*Work to complete*: An exact transcription of the lines below, from the first through the one containing "values: plain offset", is the only output wanted.
----- Exercise materials -----
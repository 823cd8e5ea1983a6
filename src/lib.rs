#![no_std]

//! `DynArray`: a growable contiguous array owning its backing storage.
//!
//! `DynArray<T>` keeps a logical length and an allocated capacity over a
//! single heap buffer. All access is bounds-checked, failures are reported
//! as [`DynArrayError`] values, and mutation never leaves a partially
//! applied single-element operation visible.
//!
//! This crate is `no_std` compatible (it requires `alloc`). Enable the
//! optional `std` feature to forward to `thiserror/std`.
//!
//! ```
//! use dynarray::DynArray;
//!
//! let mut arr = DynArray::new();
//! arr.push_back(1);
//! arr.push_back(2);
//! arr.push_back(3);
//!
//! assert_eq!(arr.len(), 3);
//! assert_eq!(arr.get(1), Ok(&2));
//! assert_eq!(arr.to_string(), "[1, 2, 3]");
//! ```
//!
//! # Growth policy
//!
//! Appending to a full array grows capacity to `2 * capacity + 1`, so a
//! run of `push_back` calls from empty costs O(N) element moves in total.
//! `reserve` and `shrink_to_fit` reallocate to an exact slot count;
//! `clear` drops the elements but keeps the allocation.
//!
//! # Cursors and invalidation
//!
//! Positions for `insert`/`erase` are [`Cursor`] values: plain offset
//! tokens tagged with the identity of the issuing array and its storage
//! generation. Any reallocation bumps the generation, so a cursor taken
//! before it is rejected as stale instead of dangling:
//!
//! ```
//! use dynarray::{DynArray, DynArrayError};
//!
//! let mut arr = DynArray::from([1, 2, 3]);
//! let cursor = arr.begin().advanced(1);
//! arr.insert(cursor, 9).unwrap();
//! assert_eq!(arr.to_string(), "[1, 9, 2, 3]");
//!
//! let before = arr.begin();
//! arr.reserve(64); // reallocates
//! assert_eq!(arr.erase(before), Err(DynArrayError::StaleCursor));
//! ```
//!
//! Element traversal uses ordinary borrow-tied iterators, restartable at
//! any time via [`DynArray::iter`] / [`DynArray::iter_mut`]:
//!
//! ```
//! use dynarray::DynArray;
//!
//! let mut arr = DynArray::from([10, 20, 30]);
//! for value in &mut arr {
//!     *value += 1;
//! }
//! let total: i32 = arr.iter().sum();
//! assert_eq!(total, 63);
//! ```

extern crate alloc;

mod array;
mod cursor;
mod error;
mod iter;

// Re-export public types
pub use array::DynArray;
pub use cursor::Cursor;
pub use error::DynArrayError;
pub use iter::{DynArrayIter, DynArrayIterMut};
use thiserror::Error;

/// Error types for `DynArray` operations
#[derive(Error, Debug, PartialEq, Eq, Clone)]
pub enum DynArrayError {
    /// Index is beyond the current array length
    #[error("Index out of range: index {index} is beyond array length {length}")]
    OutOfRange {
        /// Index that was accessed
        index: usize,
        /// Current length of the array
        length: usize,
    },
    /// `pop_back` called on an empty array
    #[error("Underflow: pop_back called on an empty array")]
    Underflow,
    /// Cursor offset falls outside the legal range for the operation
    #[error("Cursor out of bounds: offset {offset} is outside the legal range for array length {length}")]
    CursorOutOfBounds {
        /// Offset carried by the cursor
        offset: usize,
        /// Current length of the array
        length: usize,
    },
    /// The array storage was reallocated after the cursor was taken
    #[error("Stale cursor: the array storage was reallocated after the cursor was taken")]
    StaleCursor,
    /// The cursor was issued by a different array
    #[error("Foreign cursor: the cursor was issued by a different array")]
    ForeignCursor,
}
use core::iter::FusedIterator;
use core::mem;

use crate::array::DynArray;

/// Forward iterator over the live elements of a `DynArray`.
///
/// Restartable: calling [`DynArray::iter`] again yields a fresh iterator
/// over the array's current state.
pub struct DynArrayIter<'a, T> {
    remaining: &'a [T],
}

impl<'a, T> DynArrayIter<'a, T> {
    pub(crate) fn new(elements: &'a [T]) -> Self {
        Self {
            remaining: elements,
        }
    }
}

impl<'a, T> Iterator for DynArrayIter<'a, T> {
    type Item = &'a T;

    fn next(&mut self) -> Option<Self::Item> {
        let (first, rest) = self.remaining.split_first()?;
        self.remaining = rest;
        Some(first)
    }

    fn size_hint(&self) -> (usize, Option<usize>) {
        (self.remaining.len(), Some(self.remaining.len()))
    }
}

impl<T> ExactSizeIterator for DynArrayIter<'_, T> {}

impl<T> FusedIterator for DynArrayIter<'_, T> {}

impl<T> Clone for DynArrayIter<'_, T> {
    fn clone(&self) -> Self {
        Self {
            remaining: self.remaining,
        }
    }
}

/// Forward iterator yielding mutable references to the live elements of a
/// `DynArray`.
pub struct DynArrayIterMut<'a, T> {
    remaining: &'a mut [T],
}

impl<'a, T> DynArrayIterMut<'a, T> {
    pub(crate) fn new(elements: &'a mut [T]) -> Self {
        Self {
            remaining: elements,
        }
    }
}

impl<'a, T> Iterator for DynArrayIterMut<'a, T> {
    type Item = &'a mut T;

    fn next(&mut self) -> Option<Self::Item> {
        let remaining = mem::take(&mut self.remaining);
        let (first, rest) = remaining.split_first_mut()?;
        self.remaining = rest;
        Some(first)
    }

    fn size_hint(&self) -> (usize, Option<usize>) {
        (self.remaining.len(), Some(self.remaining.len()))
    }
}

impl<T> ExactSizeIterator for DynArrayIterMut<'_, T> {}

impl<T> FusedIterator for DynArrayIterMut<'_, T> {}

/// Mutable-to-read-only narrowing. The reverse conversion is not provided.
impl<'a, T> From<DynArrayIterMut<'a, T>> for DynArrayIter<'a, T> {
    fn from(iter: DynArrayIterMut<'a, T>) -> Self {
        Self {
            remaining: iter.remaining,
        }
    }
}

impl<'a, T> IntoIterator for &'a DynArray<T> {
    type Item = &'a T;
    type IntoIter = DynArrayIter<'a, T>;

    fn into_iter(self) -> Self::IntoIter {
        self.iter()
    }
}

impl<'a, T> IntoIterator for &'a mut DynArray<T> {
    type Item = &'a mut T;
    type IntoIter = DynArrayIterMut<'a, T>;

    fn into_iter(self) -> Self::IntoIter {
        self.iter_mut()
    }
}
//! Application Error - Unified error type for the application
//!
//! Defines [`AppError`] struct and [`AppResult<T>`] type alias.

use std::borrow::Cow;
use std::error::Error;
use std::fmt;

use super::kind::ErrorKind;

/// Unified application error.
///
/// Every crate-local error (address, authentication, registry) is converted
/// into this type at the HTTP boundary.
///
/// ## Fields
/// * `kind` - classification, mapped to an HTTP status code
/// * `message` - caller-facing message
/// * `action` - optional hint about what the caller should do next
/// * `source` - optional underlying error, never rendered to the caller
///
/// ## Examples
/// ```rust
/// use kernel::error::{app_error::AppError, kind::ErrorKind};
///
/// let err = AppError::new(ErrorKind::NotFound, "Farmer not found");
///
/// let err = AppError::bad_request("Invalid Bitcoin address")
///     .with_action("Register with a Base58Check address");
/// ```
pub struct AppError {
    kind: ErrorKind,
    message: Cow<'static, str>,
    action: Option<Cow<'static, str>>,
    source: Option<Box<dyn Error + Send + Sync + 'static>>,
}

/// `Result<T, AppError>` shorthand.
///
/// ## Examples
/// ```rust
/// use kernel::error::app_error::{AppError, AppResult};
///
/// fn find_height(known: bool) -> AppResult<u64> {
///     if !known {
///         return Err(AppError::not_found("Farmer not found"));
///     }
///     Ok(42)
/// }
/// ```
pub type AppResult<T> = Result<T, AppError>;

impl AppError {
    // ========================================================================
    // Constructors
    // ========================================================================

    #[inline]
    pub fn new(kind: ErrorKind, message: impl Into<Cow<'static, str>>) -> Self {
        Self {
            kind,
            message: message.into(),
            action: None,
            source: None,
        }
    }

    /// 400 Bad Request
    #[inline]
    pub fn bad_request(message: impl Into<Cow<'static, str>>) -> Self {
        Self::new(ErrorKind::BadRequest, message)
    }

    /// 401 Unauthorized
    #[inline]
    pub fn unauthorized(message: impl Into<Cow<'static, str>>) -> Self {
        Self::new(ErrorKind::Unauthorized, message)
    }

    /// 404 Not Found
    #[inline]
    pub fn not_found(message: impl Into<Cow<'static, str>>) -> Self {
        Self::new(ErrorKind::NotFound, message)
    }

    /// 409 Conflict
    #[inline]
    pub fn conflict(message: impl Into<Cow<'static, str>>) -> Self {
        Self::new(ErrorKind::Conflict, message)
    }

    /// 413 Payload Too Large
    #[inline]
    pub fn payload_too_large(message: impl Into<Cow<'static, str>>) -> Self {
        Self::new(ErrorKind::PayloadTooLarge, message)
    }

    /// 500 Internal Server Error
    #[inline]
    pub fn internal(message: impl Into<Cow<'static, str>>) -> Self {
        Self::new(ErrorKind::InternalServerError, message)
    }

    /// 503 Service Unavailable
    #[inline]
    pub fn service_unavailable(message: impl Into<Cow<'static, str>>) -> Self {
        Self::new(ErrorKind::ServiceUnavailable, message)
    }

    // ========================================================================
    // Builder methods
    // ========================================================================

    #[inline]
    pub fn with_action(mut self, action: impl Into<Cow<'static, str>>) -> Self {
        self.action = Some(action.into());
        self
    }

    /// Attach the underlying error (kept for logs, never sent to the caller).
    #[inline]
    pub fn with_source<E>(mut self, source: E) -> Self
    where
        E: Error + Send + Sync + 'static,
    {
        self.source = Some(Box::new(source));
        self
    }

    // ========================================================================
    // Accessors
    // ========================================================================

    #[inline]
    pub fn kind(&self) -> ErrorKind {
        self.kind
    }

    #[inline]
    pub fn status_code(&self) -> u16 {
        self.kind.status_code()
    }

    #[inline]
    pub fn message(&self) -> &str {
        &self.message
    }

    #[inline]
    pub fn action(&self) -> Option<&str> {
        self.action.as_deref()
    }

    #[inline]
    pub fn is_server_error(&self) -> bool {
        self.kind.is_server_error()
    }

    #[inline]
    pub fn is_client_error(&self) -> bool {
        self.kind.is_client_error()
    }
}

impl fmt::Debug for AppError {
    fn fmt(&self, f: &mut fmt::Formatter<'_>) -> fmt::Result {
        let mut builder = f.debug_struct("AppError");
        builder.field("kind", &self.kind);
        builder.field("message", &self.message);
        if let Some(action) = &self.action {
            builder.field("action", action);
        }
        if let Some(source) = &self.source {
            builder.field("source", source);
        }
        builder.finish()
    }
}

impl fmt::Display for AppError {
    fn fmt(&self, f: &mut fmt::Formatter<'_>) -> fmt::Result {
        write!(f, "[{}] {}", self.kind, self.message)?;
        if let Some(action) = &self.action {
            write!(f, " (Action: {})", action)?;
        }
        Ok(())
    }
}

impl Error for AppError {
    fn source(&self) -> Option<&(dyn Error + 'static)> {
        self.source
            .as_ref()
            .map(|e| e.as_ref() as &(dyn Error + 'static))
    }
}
-----
*Output for this exercise*:
repository 823cd8e5ea1983a6
filename src/lib.rs
#![no_std]

//! `DynArray`: a growable contiguous array owning its backing storage.
//!
//! `DynArray<T>` keeps a logical length and an allocated capacity over a
//! single heap buffer. All access is bounds-checked, failures are reported
//! as [`DynArrayError`] values, and mutation never leaves a partially
//! applied single-element operation visible.
//!
//! This crate is `no_std` compatible (it requires `alloc`). Enable the
//! optional `std` feature to forward to `thiserror/std`.
//!
//! ```
//! use dynarray::DynArray;
//!
//! let mut arr = DynArray::new();
//! arr.push_back(1);
//! arr.push_back(2);
//! arr.push_back(3);
//!
//! assert_eq!(arr.len(), 3);
//! assert_eq!(arr.get(1), Ok(&2));
//! assert_eq!(arr.to_string(), "[1, 2, 3]");
//! ```
//!
//! # Growth policy
//!
//! Appending to a full array grows capacity to `2 * capacity + 1`, so a
//! run of `push_back` calls from empty costs O(N) element moves in total.
//! `reserve` and `shrink_to_fit` reallocate to an exact slot count;
//! `clear` drops the elements but keeps the allocation.
//!
//! # Cursors and invalidation
//!
//! Positions for `insert`/`erase` are [`Cursor`] values: plain offset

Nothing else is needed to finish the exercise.